═════ Excerpted records ═════

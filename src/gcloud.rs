// Copyright 2026 Martin Pool

//! Drive the `gcloud` CLI: update a Cloud Run service's environment, describe
//! that update without running it, and find the active project.

use std::io::Write;

use anyhow::Context;
use camino::Utf8Path;
use itertools::Itertools;
#[allow(unused_imports)]
use tracing::{debug, info, warn};

use crate::error::Error;
use crate::process::ProcessRunner;
use crate::Result;

/// The tool used when nothing else is configured.
pub const DEFAULT_GCLOUD: &str = "gcloud";

/// Set in the child's environment to point gcloud at the service account key.
pub const CREDENTIALS_VAR: &str = "GOOGLE_APPLICATION_CREDENTIALS";

/// Values gcloud prints from `config get-value` when nothing is set.
const UNSET_VALUES: &[&str] = &["unset", "(unset)"];

/// Alternate delimiters for `--update-env-vars`, in order of preference,
/// used when some key or value contains a comma. See `gcloud topic escaping`.
const ALTERNATE_DELIMITERS: &[char] = &['@', '|', '#', ';', '~', ':'];

/// One `gcloud run services update` invocation.
#[derive(Debug, Clone, PartialEq, Eq)]
pub struct UpdateCommand {
    pub tool: String,
    pub service: String,
    pub project: String,
    pub region: String,
    /// Sorted by key.
    env_pairs: Vec<(String, String)>,
}

impl UpdateCommand {
    pub fn new<'a, I>(tool: &str, service: &str, project: &str, region: &str, env_vars: I) -> Self
    where
        I: IntoIterator<Item = (&'a String, &'a String)>,
    {
        let env_pairs = env_vars
            .into_iter()
            .map(|(k, v)| (k.clone(), v.clone()))
            .sorted()
            .collect();
        UpdateCommand {
            tool: tool.to_owned(),
            service: service.to_owned(),
            project: project.to_owned(),
            region: region.to_owned(),
            env_pairs,
        }
    }

    /// The full argv, starting with the tool.
    pub fn argv(&self) -> Vec<String> {
        [
            self.tool.as_str(),
            "run",
            "services",
            "update",
            self.service.as_str(),
            "--project",
            self.project.as_str(),
            "--region",
            self.region.as_str(),
            "--update-env-vars",
            self.env_vars_arg().as_str(),
            "--quiet",
        ]
        .map(str::to_owned)
        .into()
    }

    /// The value for `--update-env-vars`: `K1=V1,K2=V2`.
    fn env_vars_arg(&self) -> String {
        let pairs = self
            .env_pairs
            .iter()
            .map(|(k, v)| format!("{k}={v}"))
            .collect_vec();
        if !pairs.iter().any(|p| p.contains(',')) {
            return pairs.join(",");
        }
        match ALTERNATE_DELIMITERS
            .iter()
            .find(|&&delim| !pairs.iter().any(|p| p.contains(delim)))
        {
            Some(delim) => format!("^{delim}^{}", pairs.join(&delim.to_string())),
            None => {
                warn!("no free delimiter for env vars containing commas; gcloud may split values");
                pairs.join(",")
            }
        }
    }
}

/// Runs gcloud through some [ProcessRunner].
#[derive(Debug)]
pub struct Gcloud<'r> {
    tool: String,
    runner: &'r dyn ProcessRunner,
}

impl<'r> Gcloud<'r> {
    pub fn new(tool: &str, runner: &'r dyn ProcessRunner) -> Self {
        Gcloud {
            tool: tool.to_owned(),
            runner,
        }
    }

    pub fn tool(&self) -> &str {
        &self.tool
    }

    /// Ask gcloud for its configured default project.
    pub fn active_project(&self) -> Result<String> {
        let unresolvable = |reason: String| Error::ActiveProjectUnresolvable { reason };
        if let Err(err) = self.runner.resolve(&self.tool) {
            debug!("{err:#}");
            return Err(unresolvable(format!("{} not found in PATH", self.tool)).into());
        }
        let argv =
            [self.tool.as_str(), "config", "get-value", "project", "--quiet"].map(str::to_owned);
        let output = self
            .runner
            .run(&argv, &[])
            .map_err(|err| unresolvable(format!("{} command failed: {err:#}", self.tool)))?;
        if !output.status.success() {
            return Err(unresolvable(format!(
                "{} command failed with {}: {}",
                self.tool,
                output.status,
                output.stderr.trim()
            ))
            .into());
        }
        let project = output.stdout.trim();
        if project.is_empty() || UNSET_VALUES.contains(&project) {
            return Err(unresolvable("active project not set in gcloud".to_owned()).into());
        }
        debug!(%project, "found active project");
        Ok(project.to_owned())
    }

    /// Run the update, returning everything gcloud printed.
    ///
    /// The credentials path, if any, is set only in gcloud's environment.
    pub fn update_env(
        &self,
        command: &UpdateCommand,
        credentials: Option<&Utf8Path>,
    ) -> Result<String> {
        let env = credentials_env(credentials);
        info!(
            service = %command.service,
            project = %command.project,
            region = %command.region,
            "updating Cloud Run environment"
        );
        let output = self
            .runner
            .run(&command.argv(), &env)
            .with_context(|| format!("run {}", self.tool))?;
        if output.status.success() {
            Ok(output.combined())
        } else {
            Err(Error::SubprocessFailure {
                argv: shell_words::join(command.argv()),
                status: output.status,
                output: output.combined(),
            }
            .into())
        }
    }

    /// Describe the update without running anything.
    ///
    /// The command line is quoted so that pasting it into a shell runs the
    /// same argv.
    pub fn dry_run<W: Write>(
        &self,
        command: &UpdateCommand,
        credentials: Option<&Utf8Path>,
        mut out: W,
    ) -> Result<()> {
        writeln!(
            out,
            "Dry Run - The following {} command would be executed:",
            self.tool
        )?;
        writeln!(out, "{}", shell_words::join(command.argv()))?;
        for (name, value) in credentials_env(credentials) {
            writeln!(out, "with {name}={}", shell_words::quote(&value))?;
        }
        Ok(())
    }
}

fn credentials_env(credentials: Option<&Utf8Path>) -> Vec<(String, String)> {
    credentials
        .map(|path| (CREDENTIALS_VAR.to_owned(), path.to_string()))
        .into_iter()
        .collect()
}
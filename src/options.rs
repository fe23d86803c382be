// Copyright 2021-2026 Martin Pool

//! Global in-process options, merged from the command line, the config
//! file, and built-in defaults, in that order of precedence.

use camino::{Utf8Path, Utf8PathBuf};

use crate::config::Config;
use crate::error::Error;
use crate::gcloud::DEFAULT_GCLOUD;
use crate::Args;
use crate::Result;

pub const DEFAULT_ENV_FILE: &str = ".env";
pub const DEFAULT_REGION: &str = "us-central1";

#[derive(Debug, Clone, PartialEq, Eq)]
pub struct Options {
    pub env_file: Utf8PathBuf,

    /// If None, ask gcloud for the active project.
    pub project: Option<String>,

    pub region: String,

    service: Option<String>,

    service_account: Option<Utf8PathBuf>,

    /// Name or path of the gcloud binary.
    pub gcloud: String,

    /// Print the command rather than running it.
    pub dry_run: bool,

    /// Print the variables as HCL and do nothing else.
    pub to_hcl: bool,
}

impl Options {
    pub fn new(args: &Args, config: &Config) -> Options {
        Options {
            env_file: args
                .env_file
                .clone()
                .or_else(|| config.env_file.clone())
                .unwrap_or_else(|| DEFAULT_ENV_FILE.into()),
            project: non_empty(args.project.as_ref().or(config.project.as_ref())),
            region: args
                .region
                .clone()
                .or_else(|| config.region.clone())
                .unwrap_or_else(|| DEFAULT_REGION.to_owned()),
            service: non_empty(args.service.as_ref().or(config.service.as_ref())),
            service_account: args
                .service_account
                .clone()
                .or_else(|| config.service_account.clone())
                .filter(|path| !path.as_str().is_empty()),
            gcloud: args
                .gcloud
                .clone()
                .or_else(|| config.gcloud.clone())
                .unwrap_or_else(|| DEFAULT_GCLOUD.to_owned()),
            dry_run: args.dry_run,
            to_hcl: args.to_hcl,
        }
    }

    /// The Cloud Run service, which is required for an update.
    pub fn service(&self) -> Result<&str> {
        self.service
            .as_deref()
            .ok_or_else(|| Error::MissingArgument { flag: "--service" }.into())
    }

    /// The service account key, which is required for an update.
    pub fn service_account(&self) -> Result<&Utf8Path> {
        self.service_account.as_deref().ok_or_else(|| {
            Error::MissingArgument {
                flag: "--service-account",
            }
            .into()
        })
    }
}

fn non_empty(s: Option<&String>) -> Option<String> {
    s.filter(|s| !s.is_empty()).cloned()
}
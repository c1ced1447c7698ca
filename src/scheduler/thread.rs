//! Thread records and the thread arena
//!
//! The scheduler never holds pointers to threads. Run queues, per-CPU
//! "active thread" slots and the migration paths all refer to threads by
//! `Tid`, an index into the `ThreadTable`.

use alloc::boxed::Box;
use alloc::string::String;
use alloc::vec::Vec;
use core::ops::{Index, IndexMut};

use super::run_queue::QueueArena;
use super::state::{SchedulerState, TreeLinks};
use super::types::{AspaceId, MigrateStage, SchedParams, SchedTime, ThreadState, Tid};

/// Per-thread migration hook, e.g. to save and restore per-CPU hardware
/// state. Called with the global scheduler lock held; it must not call
/// back into the scheduler.
pub type MigrateFn = Box<dyn FnMut(Tid, MigrateStage) + Send>;

/// Scheduler view of a thread.
pub struct Thread {
    pub(crate) tid: Tid,
    pub(crate) name: String,
    pub(crate) state: ThreadState,
    pub(crate) idle: bool,
    pub(crate) aspace: AspaceId,
    pub(crate) migrate_fn: Option<MigrateFn>,
    pub(crate) migrate_pending: bool,
    pub(crate) sched: SchedulerState,
}

impl Thread {
    pub(crate) fn new(tid: Tid, name: &str, params: SchedParams) -> Self {
        Self {
            tid,
            name: String::from(name),
            state: ThreadState::Initial,
            idle: false,
            aspace: 0,
            migrate_fn: None,
            migrate_pending: false,
            sched: SchedulerState::new(params),
        }
    }

    pub fn tid(&self) -> Tid {
        self.tid
    }

    pub fn name(&self) -> &str {
        &self.name
    }

    pub fn state(&self) -> ThreadState {
        self.state
    }

    pub fn is_idle(&self) -> bool {
        self.idle
    }

    pub fn aspace(&self) -> AspaceId {
        self.aspace
    }

    pub fn has_migrate_fn(&self) -> bool {
        self.migrate_fn.is_some()
    }

    pub fn migrate_pending(&self) -> bool {
        self.migrate_pending
    }

    pub fn sched(&self) -> &SchedulerState {
        &self.sched
    }

    pub fn sched_mut(&mut self) -> &mut SchedulerState {
        &mut self.sched
    }

    pub(crate) fn set_ready(&mut self) {
        self.state = ThreadState::Ready;
    }

    pub(crate) fn set_running(&mut self) {
        self.state = ThreadState::Running;
    }

    /// Invoke the migrate function for `stage`. `Before` and `After` are
    /// paired: `Before` fires once and arms `migrate_pending`, `After`
    /// fires only when armed.
    pub(crate) fn call_migrate_fn(&mut self, stage: MigrateStage) {
        let tid = self.tid;
        let Some(migrate_fn) = self.migrate_fn.as_mut() else {
            return;
        };
        match stage {
            MigrateStage::Before => {
                if !self.migrate_pending {
                    self.migrate_pending = true;
                    migrate_fn(tid, stage);
                }
            }
            MigrateStage::After => {
                if self.migrate_pending {
                    self.migrate_pending = false;
                    migrate_fn(tid, stage);
                }
            }
            MigrateStage::Exiting => migrate_fn(tid, stage),
        }
    }
}

/// Arena of all threads known to the scheduler.
#[derive(Default)]
pub struct ThreadTable {
    slots: Vec<Option<Thread>>,
    /// Slots emptied by `destroy`, reused most recent first.
    free: Vec<u32>,
    live: usize,
}

impl ThreadTable {
    pub const fn new() -> Self {
        Self {
            slots: Vec::new(),
            free: Vec::new(),
            live: 0,
        }
    }

    /// Allocate a new thread, reusing the slot of a destroyed one if any.
    pub fn create(&mut self, name: &str, params: SchedParams) -> Tid {
        let tid = match self.free.pop() {
            Some(index) => Tid(index),
            None => {
                self.slots.push(None);
                Tid(self.slots.len() as u32 - 1)
            }
        };
        self.slots[tid.index()] = Some(Thread::new(tid, name, params));
        self.live += 1;
        tid
    }

    pub fn destroy(&mut self, tid: Tid) -> Option<Thread> {
        let thread = self.slots.get_mut(tid.index())?.take()?;
        self.free.push(tid.0);
        self.live -= 1;
        Some(thread)
    }

    /// Number of slots ever allocated, live or free.
    pub fn capacity(&self) -> usize {
        self.slots.len()
    }

    pub fn get(&self, tid: Tid) -> Option<&Thread> {
        self.slots.get(tid.index())?.as_ref()
    }

    pub fn get_mut(&mut self, tid: Tid) -> Option<&mut Thread> {
        self.slots.get_mut(tid.index())?.as_mut()
    }

    pub fn contains(&self, tid: Tid) -> bool {
        self.get(tid).is_some()
    }

    pub fn len(&self) -> usize {
        self.live
    }

    pub fn is_empty(&self) -> bool {
        self.live == 0
    }

    pub fn iter(&self) -> impl Iterator<Item = &Thread> {
        self.slots.iter().filter_map(Option::as_ref)
    }

    pub fn iter_mut(&mut self) -> impl Iterator<Item = &mut Thread> {
        self.slots.iter_mut().filter_map(Option::as_mut)
    }
}

impl Index<Tid> for ThreadTable {
    type Output = Thread;

    fn index(&self, tid: Tid) -> &Thread {
        match self.get(tid) {
            Some(thread) => thread,
            None => panic!("sched: unknown thread {}", tid),
        }
    }
}

impl IndexMut<Tid> for ThreadTable {
    fn index_mut(&mut self, tid: Tid) -> &mut Thread {
        match self.get_mut(tid) {
            Some(thread) => thread,
            None => panic!("sched: unknown thread {}", tid),
        }
    }
}

impl QueueArena for ThreadTable {
    fn key(&self, id: Tid) -> (SchedTime, u64, Tid) {
        self[id].sched.key(id)
    }

    fn finish_time(&self, id: Tid) -> SchedTime {
        self[id].sched.finish_time
    }

    fn start_time(&self, id: Tid) -> SchedTime {
        self[id].sched.start_time
    }

    fn links(&self, id: Tid) -> &TreeLinks {
        &self[id].sched.links
    }

    fn links_mut(&mut self, id: Tid) -> &mut TreeLinks {
        &mut self[id].sched.links
    }

    fn set_queued(&mut self, id: Tid, queued: bool) {
        self[id]
            .sched
            .flags
            .set(super::state::QueueFlags::IN_QUEUE, queued);
    }
}
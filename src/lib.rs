#![cfg_attr(not(test), no_std)]

extern crate alloc;

#[macro_use]
pub mod logger;
pub mod scheduler;

pub use scheduler::{
    CpuMask, DeadlineParams, Platform, SchedConfig, SchedParams, Scheduler, SchedulerSet, Tid,
    Topology,
};
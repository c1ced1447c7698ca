//! Migration and priority inheritance
//!
//! Threads move between CPUs in three ways:
//! - passively, when `unblock` places them on a different CPU
//! - actively, when their affinity (or a pending `next_cpu`) excludes the
//!   CPU they are associated with; see `migrate` and the reschedule path
//! - in bulk, when a CPU goes offline (`migrate_unpinned_threads`)
//!
//! Priority changes are applied according to the thread's state: stored
//! for later when it is not runnable, applied in place (with a requeue)
//! when it is READY or RUNNING, and handed to the wait queue when blocked.

use alloc::vec::Vec;

use crate::{kdebug, kwarn};

use super::core::SchedulerSet;
use super::platform::Platform;
use super::priority::{is_valid_priority, priority_to_weight, HIGHEST_PRIORITY};
use super::state::DisciplineState;
use super::thread::MigrateFn;
use super::types::{
    AspaceId, CpuMask, CpuNum, DeadlineParams, MigrateStage, Placement, PropagatePi, SchedTime,
    SchedUtilization, SchedWeight, ThreadState, Tid, INVALID_CPU,
};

═════

Please give back exactly the lines of the listing above that run from the one containing "let thread = self.slots.get_mut(tid.index())?.take()?;" through the one containing "pub fn get(&self, tid: Tid)", and only those.

        let thread = self.slots.get_mut(tid.index())?.take()?;
        self.free.push(tid.0);
        self.live -= 1;
        Some(thread)
    }

    /// Number of slots ever allocated, live or free.
    pub fn capacity(&self) -> usize {
        self.slots.len()
    }

    pub fn get(&self, tid: Tid) -> Option<&Thread> {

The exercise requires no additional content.